Step 1. Reading the processed dataset¶
import pandas as pd
from sklearn.datasets import make_regression
from sklearn.model_selection import train_test_split
X, y = make_regression(n_samples = 1000, n_features = 4, noise = 1, random_state = 42)
X = pd.DataFrame(X, columns = ["Var1", "Var2", "Var3", "Var4"])
X_train, X_test, y_train, y_test = train_test_split(X, y, test_size = 0.2, random_state = 42)
X_train.head()
The train set will be used to train the model, while the test set will be used to evaluate the effectiveness of the model. We will also split the predictors of the features.
In regression, it is also necessary to standardize the data. In this case, they are already standardized. As we have done before, we will draw again the 3D graph and the relationships one by one of the features of the artificially generated dataset:
import plotly.express as px
total_data = X.copy()
total_data["target"] = y
fig = px.scatter_3d(total_data, x = "Var1", y = "Var2", z = "Var3", color = "target", width = 1000, height = 500,
size = total_data["Var4"].abs())
camera = dict(
up = dict(x = 1, y = 3.5, z = 0),
eye = dict(x = 2, y = 0, z = 0)
)
fig.update_layout(scene_camera = camera)
fig.show()
import matplotlib.pyplot as plt
import seaborn as sns
fig, axis = plt.subplots(2, 3, figsize = (15, 7))
palette = sns.color_palette("gnuplot2_r", as_cmap=True)
sns.scatterplot(ax = axis[0, 0], data = total_data, x = "Var1", y = "Var2", hue = "target", palette = palette)
sns.scatterplot(ax = axis[0, 1], data = total_data, x = "Var1", y = "Var3", hue = "target", palette = palette)
sns.scatterplot(ax = axis[0, 2], data = total_data, x = "Var1", y = "Var4", hue = "target", palette = palette)
sns.scatterplot(ax = axis[1, 0], data = total_data, x = "Var2", y = "Var3", hue = "target", palette = palette)
sns.scatterplot(ax = axis[1, 1], data = total_data, x = "Var2", y = "Var4", hue = "target", palette = palette)

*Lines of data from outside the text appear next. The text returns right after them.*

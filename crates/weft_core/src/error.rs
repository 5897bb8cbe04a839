//! Core error types for weft.

use std::fmt;

/// Core result type
pub type CoreResult<T> = Result<T, CoreError>;

/// Core error type
#[derive(Debug, Clone, PartialEq, Eq)]
pub enum CoreError {
    /// Parse error
    ParseError { message: String },

    /// Validation error
    Validation { field: String, reason: String },

    /// Not found
    NotFound { kind: String, id: String },

    /// Argument count does not match the parameter list
    ArityMismatch { expected: usize, actual: usize },

    /// Value kind does not match the declared type
    TypeMismatch { expected: String, actual: String },

    /// Register index outside the frame bank
    RegisterOutOfRange { bank: String, index: usize, len: usize },

    /// Invalid lifecycle transition
    InvalidState { reason: String },
}

impl fmt::Display for CoreError {
    fn fmt(&self, f: &mut fmt::Formatter<'_>) -> fmt::Result {
        match self {
            Self::ParseError { message } => write!(f, "Parse error: {}", message),
            Self::Validation { field, reason } => {
                write!(f, "Validation failed for {}: {}", field, reason)
            }
            Self::NotFound { kind, id } => write!(f, "{} not found: {}", kind, id),
            Self::ArityMismatch { expected, actual } => {
                write!(f, "Expected {} arguments, got {}", expected, actual)
            }
            Self::TypeMismatch { expected, actual } => {
                write!(f, "Type mismatch: expected {}, got {}", expected, actual)
            }
            Self::RegisterOutOfRange { bank, index, len } => {
                write!(f, "Register {}[{}] out of range (bank size {})", bank, index, len)
            }
            Self::InvalidState { reason } => write!(f, "Invalid state: {}", reason),
        }
    }
}

impl std::error::Error for CoreError {}

impl From<serde_json::Error> for CoreError {
    fn from(err: serde_json::Error) -> Self {
        Self::ParseError {
            message: err.to_string(),
        }
    }
}
//! Errors surfaced to the host.

use weft_core::{CoreError, StructuredError};

/// Runtime result type
pub type RuntimeResult<T> = Result<T, RuntimeError>;

/// Errors returned by the host-facing API
#[derive(Debug, thiserror::Error)]
pub enum RuntimeError {
    /// A worker error reached a caller with nobody left to handle it
    #[error("error: {}", .0.render())]
    Unhandled(StructuredError),

    /// A module init routine failed
    #[error("init routine of module '{module}' failed: {}", .error.render())]
    InitRoutineFailed {
        /// Module name
        module: String,
        /// Error raised by the routine
        error: StructuredError,
    },

    /// Too many workers alive; not retried
    #[error("worker capacity exhausted: {outstanding} outstanding, limit {limit}")]
    CapacityExhausted {
        /// Workers alive when the request was refused
        outstanding: usize,
        /// Configured limit
        limit: usize,
    },

    /// The thread pool could not be started
    #[error("failed to start worker pool: {0}")]
    PoolStartup(#[from] std::io::Error),

    /// The runtime was already shut down
    #[error("runtime is shut down")]
    ShutDown,

    /// Metadata or argument problem
    #[error(transparent)]
    Core(#[from] CoreError),
}

impl RuntimeError {
    /// Whether the host must terminate rather than continue
    #[must_use]
    pub fn is_fatal(&self) -> bool {
        matches!(
            self,
            Self::Unhandled(_) | Self::InitRoutineFailed { .. } | Self::CapacityExhausted { .. } | Self::PoolStartup(_)
        )
    }

    /// The managed error carried by this failure, if any
    #[must_use]
    pub fn structured(&self) -> Option<&StructuredError> {
        match self {
            Self::Unhandled(error) | Self::InitRoutineFailed { error, .. } => Some(error),
            _ => None,
        }
    }
}
//! Identifiers for engine entities.
//!
//! Contexts and invocations are identified by object identity inside the
//! engine. These ids exist so that log lines and hook callbacks can refer to
//! them.

use serde::{Deserialize, Serialize};
use std::fmt;
use uuid::Uuid;

macro_rules! engine_id {
    ($(#[$doc:meta])* $name:ident, $prefix:literal) => {
        $(#[$doc])*
        #[derive(Debug, Clone, Copy, PartialEq, Eq, Hash, Serialize, Deserialize)]
        #[serde(transparent)]
        pub struct $name(Uuid);

        impl $name {
            /// Fresh random id
            #[must_use]
            pub fn new() -> Self {
                Self(Uuid::new_v4())
            }
        }

        impl Default for $name {
            fn default() -> Self {
                Self::new()
            }
        }

        impl fmt::Display for $name {
            fn fmt(&self, f: &mut fmt::Formatter<'_>) -> fmt::Result {
                write!(f, concat!($prefix, "_{}"), self.0.simple())
            }
        }
    };
}

engine_id!(
    /// One per execution context, worker or root
    ContextId,
    "ctx"
);

engine_id!(
    /// Shared by every worker of one callable invocation
    InvocationId,
    "inv"
);

#[cfg(test)]
mod tests {
    use super::*;

    #[test]
    fn test_ids_are_unique() {
        assert_ne!(ContextId::new(), ContextId::new());
        assert_ne!(InvocationId::new(), InvocationId::new());
    }

    #[test]
    fn test_id_display() {
        let ctx = ContextId::new().to_string();
        assert!(ctx.starts_with("ctx_"));
        assert_eq!(ctx.len(), 4 + 32);
        assert!(InvocationId::new().to_string().starts_with("inv_"));
    }

    #[test]
    fn test_id_serializes_as_plain_uuid() {
        let id = InvocationId::new();
        let json = serde_json::to_string(&id).unwrap();
        assert_eq!(json.len(), 36 + 2);
        assert_eq!(serde_json::from_str::<InvocationId>(&json).unwrap(), id);
    }
}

sns.scatterplot(ax = axis[1, 2], data = total_data, x = "Var3", y = "Var4", hue = "target", palette = palette)
plt.tight_layout()
plt.show()
We see that for most variables, a certain differentiating pattern is established and that regression can yield good results.
Step 2: Initialization and training of the model¶
from sklearn.neighbors import KNeighborsRegressor
model = KNeighborsRegressor()
model.fit(X_train, y_train)
Step 3: Model prediction¶
Once the model has been trained, it can be used to predict with the test data set.
y_pred = model.predict(X_test)
y_pred
To calculate the effectiveness of the model we will use the mean squared error (MSE):
from sklearn.metrics import mean_squared_error, r2_score
print(f"Mean Squared Error: {mean_squared_error(y_test, y_pred)}")
print(f"Coefficient of determination: {r2_score(y_test, y_pred)}")
The model is very close to perfect.
Step 4: Saving the model¶
Once we have the model we were looking for (presumably after hyperparameter optimization), to be able to use it in the future, it is necessary to store it in our directory, together with the seed.
dump(model, open("knn_regressor_default.sav", "wb"))
Adding an explanatory name to the model is vital, since in the case of losing the code that has generated it we will know what configuration it has (in this case we say default because we have not customized any of the hyperparameters of the model, we have left the ones that the function has by default).